Under current rules, the National Privacy Commission (NPC) needs to be notified of a data breach within 72 hours. However, more than two months since the breach was brought to OSG’s attention, the NPC said on Tuesday (May 4) that it has not yet received any notification from the OSG.
TurgenSec said the OSG never replied to their e-mails, although the breach was closed on April 28, which the company assumed was done using information it had provided.
TurgenSec is behind the Breaches.uk project, which is responsible for the continued disclosure of significant UK data breaches. In an afterword following its statement, TurgenSec said the OSG data breach was discovered during research and development for one of its products.
Anyone with an internet connection and a web browser, it said, would have been able to access the data. TurgenSec said an unknown third party already has these data. It said the data are now likely in the hands of malicious actors “who could do considerable damage” if not stopped.
NPC protocols state that there should be no delay in the notification if the breach involves at least 100 data subjects, or if the disclosure of the sensitive information can harm the data subject. Otherwise, there will be penalties.
While the NPC had not yet issued an official statement on the issue as of posting time, its official website stressed that there are consequences for failing to notify the NPC. It remains to be seen, however, if the NPC would hold the OSG accountable.
“The failure to notify the NPC or the public may make you criminally liable for concealment of security breaches involving sensitive personal information,” NPC said on its website. The violation carries a penalty of up to 5 years imprisonment and a fine of up to P1 million.
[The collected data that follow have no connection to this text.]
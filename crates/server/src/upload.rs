//! Multipart upload handling for conversion requests.

use std::path::Path;
use std::time::{SystemTime, UNIX_EPOCH};

use axum::extract::Multipart;
use axum::extract::multipart::Field;
use mediaconv_core::error::ApiError;
use mediaconv_core::types::MediaKind;
use mediaconv_transcoder::service::UploadedFile;
use tokio::io::AsyncWriteExt;
use tracing::{debug, info};

/// Form field carrying the media file(s).
pub const FILE_FIELD: &str = "video";

/// A decoded conversion form.
#[derive(Debug, Default)]
pub struct ConversionForm {
    pub files: Vec<UploadedFile>,
    pub options: String,
    pub is_image: bool,
}

impl ConversionForm {
    /// Kind the client declared, used for files whose type is unknown.
    pub fn declared_kind(&self) -> MediaKind {
        if self.is_image {
            MediaKind::Image
        } else {
            MediaKind::Video
        }
    }
}

/// Keep only the final path component and replace anything outside
/// `[A-Za-z0-9._-]`.
pub fn sanitize_file_name(name: &str) -> String {
    let base = name.rsplit(['/', '\\']).next().unwrap_or("");
    let cleaned: String = base
        .chars()
        .map(|c| {
            if c.is_ascii_alphanumeric() || matches!(c, '.' | '_' | '-') {
                c
            } else {
                '_'
            }
        })
        .collect();

    match cleaned.trim_matches('.') {
        "" => "upload".to_string(),
        _ => cleaned,
    }
}

/// Stored name of an upload: `<millis>-<request tag>-<index>-<sanitised name>`.
/// The tag is drawn once per request, so concurrent requests never share a
/// path even within the same millisecond.
pub fn upload_file_name(stamp: u128, request_tag: &str, index: usize, original: &str) -> String {
    format!("{stamp}-{request_tag}-{index}-{}", sanitize_file_name(original))
}

/// Read a conversion form, writing every file part into `upload_dir`.
pub async fn read_conversion_form(
    mut multipart: Multipart,
    upload_dir: &Path,
) -> Result<ConversionForm, ApiError> {
    let mut form = ConversionForm::default();
    let stamp = SystemTime::now()
        .duration_since(UNIX_EPOCH)
        .map(|d| d.as_millis())
        .unwrap_or_default();
    let request = Upload {
        dir: upload_dir,
        stamp,
        tag: uuid::Uuid::new_v4().simple().to_string(),
    };

    while let Some(field) = multipart
        .next_field()
        .await
        .map_err(|e| ApiError::BadRequest(format!("malformed upload: {e}")))?
    {
        let name = field.name().unwrap_or_default().to_string();
        match name.as_str() {
            FILE_FIELD => {
                let index = form.files.len();
                if let Some(file) = store_file(field, &request, index).await? {
                    form.files.push(file);
                }
            }
            "options" => form.options = read_text(field).await?,
            "isImage" => form.is_image = read_text(field).await?.trim() == "true",
            other => debug!(field = other, "ignoring form field"),
        }
    }

    Ok(form)
}

async fn read_text(field: Field<'_>) -> Result<String, ApiError> {
    field
        .text()
        .await
        .map_err(|e| ApiError::BadRequest(format!("malformed form field: {e}")))
}

struct Upload<'a> {
    dir: &'a Path,
    stamp: u128,
    tag: String,
}

async fn store_file(
    mut field: Field<'_>,
    request: &Upload<'_>,
    index: usize,
) -> Result<Option<UploadedFile>, ApiError> {
    let original_name = match field.file_name() {
        Some(n) if !n.is_empty() => n.to_string(),
        // Browsers send an empty part when no file was picked.
        _ => return Ok(None),
    };
    let media_kind = field.content_type().and_then(MediaKind::from_mime);

    let input_path = request.dir.join(upload_file_name(
        request.stamp,
        &request.tag,
        index,
        &original_name,
    ));
    // Never reuse a path another request may still be converting from.
    let mut file = tokio::fs::OpenOptions::new()
        .write(true)
        .create_new(true)
        .open(&input_path)
        .await
        .map_err(|e| ApiError::Internal(format!("create upload: {e}")))?;

    let mut size = 0usize;
    while let Some(chunk) = field
        .chunk()
        .await
        .map_err(|e| ApiError::BadRequest(format!("upload interrupted: {e}")))?
    {
        size += chunk.len();
        file.write_all(&chunk)
            .await
            .map_err(|e| ApiError::Internal(format!("write upload: {e}")))?;
    }
    file.flush()
        .await
        .map_err(|e| ApiError::Internal(format!("write upload: {e}")))?;

    info!(path = %input_path.display(), size, kind = ?media_kind, "upload stored");

    Ok(Some(UploadedFile {
        input_path,
        original_name,
        media_kind,
    }))
}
“We encourage the Solicitor General of the Philippines to submit the breached data to digital forensics specialists to ascertain the extent of this data breach and whether any file’s integrity was compromised,” TurgenSec said.
“We also encourage them to publicly outline the extent of the information exposed and breached, and what steps are being taken to ensure this cannot happen again,” it added, noting that the OSG should also inform the UK’s Information Commissioner’s Office if the breach contained the data of any UK citizen.